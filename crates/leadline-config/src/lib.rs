// SPDX-FileCopyrightText: 2026 Leadline Contributors
// SPDX-License-Identifier: MIT OR Apache-2.0

//! Leadline settings: storage bounds, qualification keywords, persona and
//! prompt template source.
//!
//! Settings come from compiled defaults, then the `leadline.toml` files
//! listed by [`loader::config_search_paths`], then `LEADLINE_*` variables.
//! Every table rejects unknown keys, and all problems found in one load are
//! returned together so the CLI can print them in a single pass.
//!
//! ```no_run
//! let config = leadline_config::load_and_validate().unwrap_or_else(|errors| {
//!     leadline_config::render_errors(&errors);
//!     std::process::exit(1);
//! });
//! assert!(config.storage.ceiling_bytes > 0);
//! ```

pub mod diagnostic;
pub mod loader;
pub mod model;
pub mod validation;

use std::path::Path;

pub use diagnostic::{ConfigError, SourceFiles, render_errors};
pub use loader::{load_config, load_config_from_path, load_config_from_str};
pub use model::LeadlineConfig;

/// Loads from the standard file hierarchy plus environment and validates.
pub fn load_and_validate() -> Result<LeadlineConfig, Vec<ConfigError>> {
    finish(loader::load_config(), searched_sources)
}

/// Loads one explicit file plus environment and validates.
pub fn load_and_validate_path(path: &Path) -> Result<LeadlineConfig, Vec<ConfigError>> {
    finish(loader::load_config_from_path(path), || {
        let mut sources = SourceFiles::new();
        if let Ok(text) = std::fs::read_to_string(path) {
            sources.add(path.display().to_string(), text);
        }
        sources
    })
}

/// Loads an in-memory TOML document, without environment overrides.
pub fn load_and_validate_str(toml_content: &str) -> Result<LeadlineConfig, Vec<ConfigError>> {
    finish(loader::load_config_from_str(toml_content), || {
        let mut sources = SourceFiles::new();
        sources.add("<inline>", toml_content);
        sources
    })
}

/// Validates a successful extraction, or converts the figment failure into
/// diagnostics. Sources are only read back from disk on failure.
fn finish(
    extracted: Result<LeadlineConfig, figment::Error>,
    sources: impl FnOnce() -> SourceFiles,
) -> Result<LeadlineConfig, Vec<ConfigError>> {
    let config = extracted.map_err(|err| diagnostic::figment_to_config_errors(err, &sources()))?;
    validation::validate_config(&config)?;
    Ok(config)
}

/// Text of every config file in the search hierarchy that exists.
fn searched_sources() -> SourceFiles {
    let mut sources = SourceFiles::new();
    for path in loader::config_search_paths() {
        let Ok(text) = std::fs::read_to_string(&path) else {
            continue;
        };
        // Figment reports relative files by their resolved location.
        let name = std::fs::canonicalize(&path).unwrap_or(path);
        sources.add(name.display().to_string(), text);
    }
    sources
}
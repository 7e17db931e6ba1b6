// SPDX-FileCopyrightText: 2026 Leadline Contributors
// SPDX-License-Identifier: MIT OR Apache-2.0

//! In-memory CRM for deterministic tests.
//!
//! `MockCrm` stores lead records in a map, records every status update, and
//! can be told to fail reads or writes.

use std::collections::HashMap;
use std::sync::Arc;
use std::sync::atomic::{AtomicBool, AtomicUsize, Ordering};

use async_trait::async_trait;
use tokio::sync::Mutex;

use leadline_core::traits::adapter::PluginAdapter;
use leadline_core::traits::crm::{CrmAdapter, LeadStatusUpdate};
use leadline_core::types::{AdapterType, HealthStatus, LeadId, LeadProfile, LeadRecord};
use leadline_core::LeadlineError;

pub struct MockCrm {
    records: Arc<Mutex<HashMap<LeadId, LeadRecord>>>,
    updates: Arc<Mutex<Vec<(LeadId, LeadStatusUpdate)>>>,
    writes: AtomicUsize,
    fail_get: AtomicBool,
    fail_writes: AtomicBool,
}

impl MockCrm {
    pub fn new() -> Self {
        Self {
            records: Arc::new(Mutex::new(HashMap::new())),
            updates: Arc::new(Mutex::new(Vec::new())),
            writes: AtomicUsize::new(0),
            fail_get: AtomicBool::new(false),
            fail_writes: AtomicBool::new(false),
        }
    }

    /// Adds a lead with an empty free-text field.
    pub async fn add_lead(&self, lead_id: &str, phone: &str, first_name: Option<&str>) -> LeadId {
        let id = LeadId::from(lead_id);
        let record = LeadRecord {
            lead_id: id.clone(),
            profile: LeadProfile {
                first_name: first_name.map(String::from),
                phone: phone.to_string(),
                ..LeadProfile::default()
            },
            free_text: None,
            escalated: false,
        };
        self.records.lock().await.insert(id.clone(), record);
        id
    }

    pub async fn record(&self, lead_id: &LeadId) -> Option<LeadRecord> {
        self.records.lock().await.get(lead_id).cloned()
    }

    pub async fn free_text(&self, lead_id: &LeadId) -> Option<String> {
        self.record(lead_id).await.and_then(|r| r.free_text)
    }

    pub async fn set_free_text(&self, lead_id: &LeadId, text: &str) {
        if let Some(record) = self.records.lock().await.get_mut(lead_id) {
            record.free_text = Some(text.to_string());
        }
    }

    /// Clears the escalation flag, as an agent would after follow-up.
    pub async fn clear_escalation(&self, lead_id: &LeadId) {
        if let Some(record) = self.records.lock().await.get_mut(lead_id) {
            record.escalated = false;
        }
    }

    pub async fn status_updates(&self) -> Vec<(LeadId, LeadStatusUpdate)> {
        self.updates.lock().await.clone()
    }

    pub fn write_count(&self) -> usize {
        self.writes.load(Ordering::SeqCst)
    }

    /// Makes `get_lead` fail; `find_lead_by_phone` keeps working.
    pub fn fail_get_lead(&self, fail: bool) {
        self.fail_get.store(fail, Ordering::SeqCst);
    }

    pub fn fail_writes(&self, fail: bool) {
        self.fail_writes.store(fail, Ordering::SeqCst);
    }
}

impl Default for MockCrm {
    fn default() -> Self {
        Self::new()
    }
}

#[async_trait]
impl PluginAdapter for MockCrm {
    fn name(&self) -> &str {
        "mock-crm"
    }

    fn adapter_type(&self) -> AdapterType {
        AdapterType::Crm
    }

    async fn health_check(&self) -> Result<HealthStatus, LeadlineError> {
        Ok(HealthStatus::Healthy)
    }
}

#[async_trait]
impl CrmAdapter for MockCrm {
    async fn find_lead_by_phone(&self, phone: &str) -> Result<Option<LeadRecord>, LeadlineError> {
        Ok(self
            .records
            .lock()
            .await
            .values()
            .find(|r| r.profile.phone == phone)
            .cloned())
    }

    async fn get_lead(&self, lead_id: &LeadId) -> Result<Option<LeadRecord>, LeadlineError> {
        if self.fail_get.load(Ordering::SeqCst) {
            return Err(LeadlineError::crm("mock crm read failure"));
        }
        Ok(self.record(lead_id).await)
    }

    async fn write_free_text(&self, lead_id: &LeadId, text: &str) -> Result<(), LeadlineError> {
        if self.fail_writes.load(Ordering::SeqCst) {
            return Err(LeadlineError::crm("mock crm write failure"));
        }
        let mut records = self.records.lock().await;
        let record = records
            .get_mut(lead_id)
            .ok_or_else(|| LeadlineError::crm(format!("no lead {lead_id}")))?;
        record.free_text = Some(text.to_string());
        self.writes.fetch_add(1, Ordering::SeqCst);
        Ok(())
    }

    async fn update_status(
        &self,
        lead_id: &LeadId,
        update: &LeadStatusUpdate,
    ) -> Result<(), LeadlineError> {
        if let Some(record) = self.records.lock().await.get_mut(lead_id) {
            record.escalated = update.escalated;
        }
        self.updates.lock().await.push((lead_id.clone(), update.clone()));
        Ok(())
    }
}
// SPDX-FileCopyrightText: 2026 Leadline Contributors
// SPDX-License-Identifier: MIT OR Apache-2.0

//! Reading and writing exported CRM free-text fields.
//!
//! Commands take a file path, or `-` for stdin/stdout.

use leadline_core::LeadlineError;
use tokio::io::{AsyncReadExt, AsyncWriteExt};

pub const STDIO: &str = "-";

pub async fn read_blob(input: &str) -> Result<String, LeadlineError> {
    if input == STDIO {
        let mut buf = String::new();
        tokio::io::stdin()
            .read_to_string(&mut buf)
            .await
            .map_err(|e| LeadlineError::Internal(format!("failed to read stdin: {e}")))?;
        return Ok(buf);
    }
    tokio::fs::read_to_string(input)
        .await
        .map_err(|e| LeadlineError::Internal(format!("failed to read {input}: {e}")))
}

/// Writes `content` back to `input`, or to stdout when `input` is `-`.
pub async fn write_blob(input: &str, content: &str) -> Result<(), LeadlineError> {
    if input == STDIO {
        let mut stdout = tokio::io::stdout();
        let to_err = |e: std::io::Error| LeadlineError::Internal(format!("failed to write stdout: {e}"));
        stdout.write_all(content.as_bytes()).await.map_err(to_err)?;
        stdout.flush().await.map_err(to_err)?;
        return Ok(());
    }
    tokio::fs::write(input, content)
        .await
        .map_err(|e| LeadlineError::Internal(format!("failed to write {input}: {e}")))
}
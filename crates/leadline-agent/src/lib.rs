// SPDX-FileCopyrightText: 2026 Leadline Contributors
// SPDX-License-Identifier: MIT OR Apache-2.0

//! Conversation pipeline for the Leadline assistant.
//!
//! [`ConversationHandler`] ties the transcript, qualification and context
//! crates to the CRM, SMS and reply-provider adapters. [`LeadLocks`] keeps
//! writes to one lead's transcript in order; [`InMemoryOverrides`] holds the
//! operator's dev-mode and pause flags.

pub mod handler;
pub mod locks;
pub mod overrides;

pub use handler::{
    Collaborators, ConversationHandler, InboundOutcome, InboundResult, InboundSms,
    OutboundOutcome,
};
pub use locks::{LeadGuard, LeadLocks};
pub use overrides::InMemoryOverrides;
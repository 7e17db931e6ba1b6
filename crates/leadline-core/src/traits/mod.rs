// SPDX-FileCopyrightText: 2026 Leadline Contributors
// SPDX-License-Identifier: MIT OR Apache-2.0

//! Adapter traits for the external collaborators.
//!
//! All adapters extend the [`PluginAdapter`] base trait and use
//! `#[async_trait]` for dynamic dispatch compatibility.

pub mod adapter;
pub mod crm;
pub mod overrides;
pub mod reply;
pub mod sms;

pub use adapter::PluginAdapter;
pub use crm::{CrmAdapter, LeadStatusUpdate};
pub use overrides::OverrideStore;
pub use reply::ReplyProvider;
pub use sms::SmsAdapter;
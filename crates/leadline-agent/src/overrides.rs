// SPDX-FileCopyrightText: 2026 Leadline Contributors
// SPDX-License-Identifier: MIT OR Apache-2.0

//! Process-local operator overrides.
//!
//! Flags live only as long as the process. Deployments that need them to
//! survive a restart supply their own [`OverrideStore`].

use async_trait::async_trait;
use dashmap::DashSet;
use leadline_core::{AdapterType, HealthStatus, LeadId, LeadlineError, OverrideStore, PluginAdapter};
use tracing::info;

#[derive(Debug, Default)]
pub struct InMemoryOverrides {
    dev_mode: DashSet<LeadId>,
    paused: DashSet<LeadId>,
}

impl InMemoryOverrides {
    pub fn new() -> Self {
        Self::default()
    }

    /// Dev mode keeps the assistant replying but never escalates the lead.
    pub fn set_dev_mode(&self, lead_id: &LeadId, enabled: bool) {
        toggle(&self.dev_mode, lead_id, enabled);
        info!(lead_id = %lead_id, enabled, "dev mode override changed");
    }

    /// A paused lead gets no automated replies until resumed.
    pub fn set_paused(&self, lead_id: &LeadId, paused: bool) {
        toggle(&self.paused, lead_id, paused);
        info!(lead_id = %lead_id, paused, "pause override changed");
    }
}

fn toggle(set: &DashSet<LeadId>, lead_id: &LeadId, on: bool) {
    if on {
        set.insert(lead_id.clone());
    } else {
        set.remove(lead_id);
    }
}

#[async_trait]
impl PluginAdapter for InMemoryOverrides {
    fn name(&self) -> &str {
        "in-memory-overrides"
    }

    fn adapter_type(&self) -> AdapterType {
        AdapterType::Overrides
    }

    async fn health_check(&self) -> Result<HealthStatus, LeadlineError> {
        Ok(HealthStatus::Healthy)
    }
}

#[async_trait]
impl OverrideStore for InMemoryOverrides {
    async fn is_dev_mode(&self, lead_id: &LeadId) -> Result<bool, LeadlineError> {
        Ok(self.dev_mode.contains(lead_id))
    }

    async fn is_paused(&self, lead_id: &LeadId) -> Result<bool, LeadlineError> {
        Ok(self.paused.contains(lead_id))
    }
}
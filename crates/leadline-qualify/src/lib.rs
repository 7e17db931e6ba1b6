// SPDX-FileCopyrightText: 2026 Leadline Contributors
// SPDX-License-Identifier: MIT OR Apache-2.0

//! Lead qualification for the Leadline assistant.
//!
//! Scans a lead's inbound messages for qualifying signals and decides whether
//! the conversation should be handed to a human agent. Keyword matching
//! only: no model call, no network, same input gives the same answer.

pub mod engine;
pub mod signal;

pub use engine::QualificationEngine;
pub use signal::{QualificationStatus, Signal, SignalAnswer};
// SPDX-FileCopyrightText: 2026 Leadline Contributors
// SPDX-License-Identifier: MIT OR Apache-2.0

//! Configuration model structs for Leadline.
//!
//! All structs use `#[serde(deny_unknown_fields)]` to reject unrecognized
//! config keys at startup, providing actionable error messages.

use serde::{Deserialize, Serialize};

/// Top-level Leadline configuration.
///
/// Loaded from TOML files following XDG hierarchy, with environment variable overrides.
/// All sections are optional and default to sensible values. Built once at
/// process start and handed by reference to each component constructor.
#[derive(Debug, Clone, Default, PartialEq, Deserialize, Serialize)]
#[serde(deny_unknown_fields)]
pub struct LeadlineConfig {
    /// Assistant identity and logging.
    #[serde(default)]
    pub agent: AgentConfig,

    /// Transcript size limits and compression policy.
    #[serde(default)]
    pub storage: StorageConfig,

    /// Keyword lists and escalation thresholds.
    #[serde(default)]
    pub qualification: QualificationConfig,

    /// Reply prompt template.
    #[serde(default)]
    pub prompt: PromptConfig,
}

/// Assistant identity configuration.
#[derive(Debug, Clone, PartialEq, Deserialize, Serialize)]
#[serde(deny_unknown_fields)]
pub struct AgentConfig {
    /// Name the assistant signs with and is quoted as in transcripts.
    #[serde(default = "default_assistant_name")]
    pub assistant_name: String,

    /// Brokerage or team the assistant texts on behalf of.
    #[serde(default = "default_brokerage")]
    pub brokerage: String,

    /// Fallback used when the CRM has no name for the lead.
    #[serde(default = "default_lead_name")]
    pub default_lead_name: String,

    /// Logging level (trace, debug, info, warn, error).
    #[serde(default = "default_log_level")]
    pub log_level: String,
}

impl Default for AgentConfig {
    fn default() -> Self {
        Self {
            assistant_name: default_assistant_name(),
            brokerage: default_brokerage(),
            default_lead_name: default_lead_name(),
            log_level: default_log_level(),
        }
    }
}

fn default_assistant_name() -> String {
    "Alex".to_string()
}

fn default_brokerage() -> String {
    "our team".to_string()
}

fn default_lead_name() -> String {
    "there".to_string()
}

fn default_log_level() -> String {
    "info".to_string()
}

/// Transcript storage limits.
///
/// The CRM free-text field holds about 64 KB; the ceiling stays under it so
/// operator notes outside the transcript block still fit.
#[derive(Debug, Clone, PartialEq, Deserialize, Serialize)]
#[serde(deny_unknown_fields)]
pub struct StorageConfig {
    /// Maximum number of messages kept per lead (oldest evicted first).
    #[serde(default = "default_max_messages")]
    pub max_messages: usize,

    /// Hard ceiling on the encoded transcript block, in bytes.
    #[serde(default = "default_ceiling_bytes")]
    pub ceiling_bytes: usize,

    /// Capacity of the CRM free-text field, in bytes.
    #[serde(default = "default_crm_field_capacity")]
    pub crm_field_capacity: usize,

    /// Compression policy applied when nearing the ceiling.
    #[serde(default)]
    pub compression: CompressionConfig,
}

impl Default for StorageConfig {
    fn default() -> Self {
        Self {
            max_messages: default_max_messages(),
            ceiling_bytes: default_ceiling_bytes(),
            crm_field_capacity: default_crm_field_capacity(),
            compression: CompressionConfig::default(),
        }
    }
}

fn default_max_messages() -> usize {
    100
}

fn default_ceiling_bytes() -> usize {
    60_000
}

fn default_crm_field_capacity() -> usize {
    65_536
}

/// Compression policy for older transcript entries.
#[derive(Debug, Clone, PartialEq, Deserialize, Serialize)]
#[serde(deny_unknown_fields)]
pub struct CompressionConfig {
    /// When false, only hard truncation protects the ceiling.
    #[serde(default = "default_compression_enabled")]
    pub enabled: bool,

    /// Fraction of `ceiling_bytes` (0.0-1.0] above which compression runs.
    #[serde(default = "default_compression_threshold")]
    pub threshold: f64,

    /// Baseline number of messages the policy tries to retain.
    #[serde(default = "default_min_retained")]
    pub min_retained: usize,

    /// Share of `min_retained` kept at full fidelity (the most recent ones).
    #[serde(default = "default_recent_fraction")]
    pub recent_fraction: f64,

    /// Maximum characters of content kept in a compressed entry.
    #[serde(default = "default_compressed_length")]
    pub compressed_length: usize,
}

impl Default for CompressionConfig {
    fn default() -> Self {
        Self {
            enabled: default_compression_enabled(),
            threshold: default_compression_threshold(),
            min_retained: default_min_retained(),
            recent_fraction: default_recent_fraction(),
            compressed_length: default_compressed_length(),
        }
    }
}

impl CompressionConfig {
    /// Number of most recent entries left at full fidelity by a compression pass.
    pub fn recent_full(&self) -> usize {
        let raw = (self.min_retained as f64 * self.recent_fraction).ceil();
        if raw.is_finite() && raw > 0.0 {
            raw as usize
        } else {
            0
        }
    }
}

fn default_compression_enabled() -> bool {
    true
}

fn default_compression_threshold() -> f64 {
    0.70
}

fn default_min_retained() -> usize {
    20
}

fn default_recent_fraction() -> f64 {
    0.5
}

fn default_compressed_length() -> usize {
    100
}

/// Keyword lists driving the qualification engine.
///
/// Matching is case-insensitive substring search against inbound content.
#[derive(Debug, Clone, PartialEq, Deserialize, Serialize)]
#[serde(deny_unknown_fields)]
pub struct QualificationConfig {
    /// Evidence the lead shared a buying or moving timeline.
    #[serde(default = "default_timeline_keywords")]
    pub timeline: Vec<String>,

    /// Evidence the lead said whether they work with an agent.
    #[serde(default = "default_agent_status_keywords")]
    pub agent_status: Vec<String>,

    /// Evidence the lead talked about financing.
    #[serde(default = "default_financing_keywords")]
    pub financing: Vec<String>,

    /// Requests for a phone call.
    #[serde(default = "default_phone_keywords")]
    pub phone: Vec<String>,

    /// Requests for a showing or appointment.
    #[serde(default = "default_scheduling_keywords")]
    pub scheduling: Vec<String>,

    /// Phrases in a drafted reply that promise a human follow-up.
    #[serde(default = "default_handoff_phrases")]
    pub handoff: Vec<String>,

    /// Answered signals needed for the high-engagement escalation rule.
    #[serde(default = "default_engagement_min_signals")]
    pub engagement_min_signals: usize,

    /// Inbound messages needed for the high-engagement escalation rule.
    #[serde(default = "default_engagement_min_inbound")]
    pub engagement_min_inbound: usize,
}

impl Default for QualificationConfig {
    fn default() -> Self {
        Self {
            timeline: default_timeline_keywords(),
            agent_status: default_agent_status_keywords(),
            financing: default_financing_keywords(),
            phone: default_phone_keywords(),
            scheduling: default_scheduling_keywords(),
            handoff: default_handoff_phrases(),
            engagement_min_signals: default_engagement_min_signals(),
            engagement_min_inbound: default_engagement_min_inbound(),
        }
    }
}

fn owned(words: &[&str]) -> Vec<String> {
    words.iter().map(|w| w.to_string()).collect()
}

fn default_timeline_keywords() -> Vec<String> {
    owned(&[
        "month", "week", "year", "asap", "soon", "right away", "immediately", "timeline",
        "spring", "summer", "fall", "winter", "lease ends", "move in", "moving",
        "not in a rush", "no rush", "just looking", "browsing",
    ])
}

fn default_agent_status_keywords() -> Vec<String> {
    owned(&[
        "agent", "realtor", "broker", "working with", "represented", "on my own",
    ])
}

fn default_financing_keywords() -> Vec<String> {
    owned(&[
        "pre-approved", "preapproved", "pre approved", "pre-qualified", "prequalified",
        "mortgage", "loan", "lender", "financing", "cash buyer", "paying cash",
        "down payment", "fha", "va loan",
    ])
}

fn default_phone_keywords() -> Vec<String> {
    owned(&[
        "call me", "give me a call", "phone call", "can you call", "could you call",
        "call you", "talk on the phone", "speak to someone", "talk to someone",
        "speak with someone", "talk to a person", "talk to an agent",
    ])
}

fn default_scheduling_keywords() -> Vec<String> {
    owned(&[
        "schedule", "appointment", "showing", "tour", "see the house", "see the home",
        "see it in person", "walk through", "walkthrough", "open house", "set up a time",
    ])
}

fn default_handoff_phrases() -> Vec<String> {
    owned(&[
        "have an agent call",
        "have one of our agents",
        "connect you with",
        "an agent will reach out",
        "agent will be in touch",
        "someone will call you",
    ])
}

fn default_engagement_min_signals() -> usize {
    2
}

fn default_engagement_min_inbound() -> usize {
    4
}

/// Reply prompt configuration.
#[derive(Debug, Clone, Default, PartialEq, Deserialize, Serialize)]
#[serde(deny_unknown_fields)]
pub struct PromptConfig {
    /// Inline template. Overridden by `template_file` if both set.
    #[serde(default)]
    pub template: Option<String>,

    /// Path to a template file. Takes precedence over `template`.
    #[serde(default)]
    pub template_file: Option<String>,
}
// SPDX-FileCopyrightText: 2026 Leadline Contributors
// SPDX-License-Identifier: MIT OR Apache-2.0

//! Configuration loader using Figment for layered config merging.
//!
//! Supports XDG hierarchy: `./leadline.toml` > `~/.config/leadline/leadline.toml` > `/etc/leadline/leadline.toml`
//! with environment variable overrides via `LEADLINE_` prefix.

#![allow(clippy::result_large_err)] // figment::Error is external and cannot be boxed without wrapper

use std::path::{Path, PathBuf};

use figment::{
    Figment,
    providers::{Env, Format, Serialized, Toml},
};

use crate::model::LeadlineConfig;

/// Load configuration from the standard XDG hierarchy with env var overrides.
///
/// Merge order (later overrides earlier):
/// 1. Compiled defaults
/// 2. `/etc/leadline/leadline.toml` (system-wide)
/// 3. `~/.config/leadline/leadline.toml` (user XDG config)
/// 4. `./leadline.toml` (local directory)
/// 5. `LEADLINE_*` environment variables
pub fn load_config() -> Result<LeadlineConfig, figment::Error> {
    build_figment().extract()
}

/// Load configuration from a TOML string only (no XDG lookup, no env).
///
/// Used for testing and explicit configuration.
pub fn load_config_from_str(toml_content: &str) -> Result<LeadlineConfig, figment::Error> {
    Figment::new()
        .merge(Serialized::defaults(LeadlineConfig::default()))
        .merge(Toml::string(toml_content))
        .extract()
}

/// Load configuration from a specific file path with env var overrides.
pub fn load_config_from_path(path: &Path) -> Result<LeadlineConfig, figment::Error> {
    Figment::new()
        .merge(Serialized::defaults(LeadlineConfig::default()))
        .merge(Toml::file(path))
        .merge(env_provider())
        .extract()
}

/// Config files consulted by [`load_config`], lowest precedence first.
pub fn config_search_paths() -> Vec<PathBuf> {
    let mut paths = vec![PathBuf::from("/etc/leadline/leadline.toml")];
    if let Some(dir) = dirs::config_dir() {
        paths.push(dir.join("leadline").join("leadline.toml"));
    }
    paths.push(PathBuf::from("leadline.toml"));
    paths
}

/// Build the Figment used internally for config loading.
///
/// Returns the Figment before extraction so callers can inspect metadata.
pub fn build_figment() -> Figment {
    let layered = config_search_paths()
        .into_iter()
        .fold(Figment::new().merge(Serialized::defaults(LeadlineConfig::default())), |fig, path| {
            fig.merge(Toml::file(path))
        });
    layered.merge(env_provider())
}

/// Create the environment variable provider using explicit `map()` for section-to-dot mapping.
///
/// Uses `Env::map()` rather than `Env::split("_")` because key names contain
/// underscores: `LEADLINE_STORAGE_CEILING_BYTES` must map to
/// `storage.ceiling_bytes`, not `storage.ceiling.bytes`.
fn env_provider() -> Env {
    Env::prefixed("LEADLINE_").map(|key| map_env_key(key.as_str()).into())
}

/// Maps a lowercased, prefix-stripped env var name to a dotted config path.
pub(crate) fn map_env_key(key: &str) -> String {
    // Longest section prefix first: `storage_compression_` before `storage_`.
    const SECTIONS: &[(&str, &str)] = &[
        ("storage_compression_", "storage.compression."),
        ("storage_", "storage."),
        ("agent_", "agent."),
        ("qualification_", "qualification."),
        ("prompt_", "prompt."),
    ];
    for (prefix, dotted) in SECTIONS {
        if let Some(rest) = key.strip_prefix(prefix) {
            return format!("{dotted}{rest}");
        }
    }
    key.to_string()
}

---+---

#### Assigned task
Show each line of the material above where "high" occurs.

#### Response area
    /// Answered signals needed for the high-engagement escalation rule.
    /// Inbound messages needed for the high-engagement escalation rule.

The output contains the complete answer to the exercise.